● **Activity**:
Nothing but the records, repeated exactly, should form the response.

━━ Records

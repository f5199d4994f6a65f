use crate::convert::time_to_string;
use chrono::{DateTime, TimeZone, Utc};
use serde::{Deserialize, Deserializer, Serialize, Serializer};
use std::time::SystemTime;

/// Point in time an entry was recorded.
///
/// Freshly created entries carry a native time value. Entries reloaded from storage carry
/// whatever the store held: usually an RFC 3339 string, sometimes epoch milliseconds written by
/// older clients. All variants normalize to the same wire representation, see
/// [`Timestamp::to_iso`].
#[derive(Debug, Clone)]
pub enum Timestamp {
    /// Native time value.
    Native(DateTime<Utc>),
    /// Already serialized value.
    Serialized(String),
}

impl Timestamp {
    /// Current time.
    pub fn now() -> Self {
        Timestamp::Native(Utc::now())
    }

    /// The instant this timestamp denotes, if it can be parsed.
    pub fn instant(&self) -> Option<DateTime<Utc>> {
        match self {
            Timestamp::Native(time) => Some(*time),
            Timestamp::Serialized(text) => DateTime::parse_from_rfc3339(text.trim())
                .ok()
                .map(|time| time.with_timezone(&Utc)),
        }
    }

    /// RFC 3339 UTC instant with millisecond precision, e.g. `2024-03-01T12:00:00.000Z`.
    ///
    /// Serialized values that can't be parsed are passed through verbatim.
    pub fn to_iso(&self) -> String {
        match (self.instant(), self) {
            (Some(time), _) => time_to_string(time),
            (None, Timestamp::Serialized(text)) => text.clone(),
            (None, Timestamp::Native(time)) => time_to_string(*time),
        }
    }
}

impl PartialEq for Timestamp {
    fn eq(&self, other: &Self) -> bool {
        self.to_iso() == other.to_iso()
    }
}

impl Eq for Timestamp {}

impl From<DateTime<Utc>> for Timestamp {
    fn from(time: DateTime<Utc>) -> Self {
        Timestamp::Native(time)
    }
}

impl From<SystemTime> for Timestamp {
    fn from(time: SystemTime) -> Self {
        Timestamp::Native(time.into())
    }
}

impl From<String> for Timestamp {
    fn from(text: String) -> Self {
        Timestamp::Serialized(text)
    }
}

impl From<&str> for Timestamp {
    fn from(text: &str) -> Self {
        Timestamp::Serialized(text.to_owned())
    }
}

impl Serialize for Timestamp {
    fn serialize<S: Serializer>(&self, serializer: S) -> Result<S::Ok, S::Error> {
        serializer.serialize_str(&self.to_iso())
    }
}

#[derive(Deserialize)]
#[serde(untagged)]
enum RawTimestamp {
    Text(String),
    Millis(i64),
}

impl<'de> Deserialize<'de> for Timestamp {
    fn deserialize<D: Deserializer<'de>>(deserializer: D) -> Result<Self, D::Error> {
        Ok(match RawTimestamp::deserialize(deserializer)? {
            RawTimestamp::Text(text) => Timestamp::Serialized(text),
            RawTimestamp::Millis(millis) => match Utc.timestamp_millis_opt(millis).single() {
                Some(time) => Timestamp::Native(time),
                None => Timestamp::Serialized(millis.to_string()),
            },
        })
    }
}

━━━━

● **Result of this exercise**:
repository f5199d4994f6a65f
use crate::convert::time_to_string;
use chrono::{DateTime, TimeZone, Utc};
use serde::{Deserialize, Deserializer, Serialize, Serializer};
use std::time::SystemTime;

/// Point in time an entry was recorded.
///
/// Freshly created entries carry a native time value. Entries reloaded from storage carry
/// whatever the store held: usually an RFC 3339 string, sometimes epoch milliseconds written by
/// older clients. All variants normalize to the same wire representation, see
/// [`Timestamp::to_iso`].
#[derive(Debug, Clone)]
pub enum Timestamp {
    /// Native time value.
    Native(DateTime<Utc>),
    /// Already serialized value.
    Serialized(String),
}

impl Timestamp {
    /// Current time.
    pub fn now() -> Self {
        Timestamp::Native(Utc::now())
    }

    /// The instant this timestamp denotes, if it can be parsed.
    pub fn instant(&self) -> Option<DateTime<Utc>> {
        match self {
            Timestamp::Native(time) => Some(*time),
            Timestamp::Serialized(text) => DateTime::parse_from_rfc3339(text.trim())
                .ok()
                .map(|time| time.with_timezone(&Utc)),
        }
    }

    /// RFC 3339 UTC instant with millisecond precision, e.g. `2024-03-01T12:00:00.000Z`.
    ///
    /// Serialized values that can't be parsed are passed through verbatim.
    pub fn to_iso(&self) -> String {
        match (self.instant(), self) {
            (Some(time), _) => time_to_string(time),
            (None, Timestamp::Serialized(text)) => text.clone(),
            (None, Timestamp::Native(time)) => time_to_string(*time),
        }
    }
}

impl PartialEq for Timestamp {
    fn eq(&self, other: &Self) -> bool {
        self.to_iso() == other.to_iso()
    }
}

impl Eq for Timestamp {}

impl From<DateTime<Utc>> for Timestamp {
    fn from(time: DateTime<Utc>) -> Self {
        Timestamp::Native(time)
    }
}

impl From<SystemTime> for Timestamp {
    fn from(time: SystemTime) -> Self {
        Timestamp::Native(time.into())
    }
}

impl From<String> for Timestamp {
    fn from(text: String) -> Self {
        Timestamp::Serialized(text)
    }
}

impl From<&str> for Timestamp {
    fn from(text: &str) -> Self {
        Timestamp::Serialized(text.to_owned())
    }
}

impl Serialize for Timestamp {
    fn serialize<S: Serializer>(&self, serializer: S) -> Result<S::Ok, S::Error> {
        serializer.serialize_str(&self.to_iso())
    }
}

#[derive(Deserialize)]
#[serde(untagged)]
enum RawTimestamp {
    Text(String),
    Millis(i64),
}

impl<'de> Deserialize<'de> for Timestamp {
    fn deserialize<D: Deserializer<'de>>(deserializer: D) -> Result<Self, D::Error> {
        Ok(match RawTimestamp::deserialize(deserializer)? {
            RawTimestamp::Text(text) => Timestamp::Serialized(text),
            RawTimestamp::Millis(millis) => match Utc.timestamp_millis_opt(millis).single() {
                Some(time) => Timestamp::Native(time),
                None => Timestamp::Serialized(millis.to_string()),
            },
        })
    }
}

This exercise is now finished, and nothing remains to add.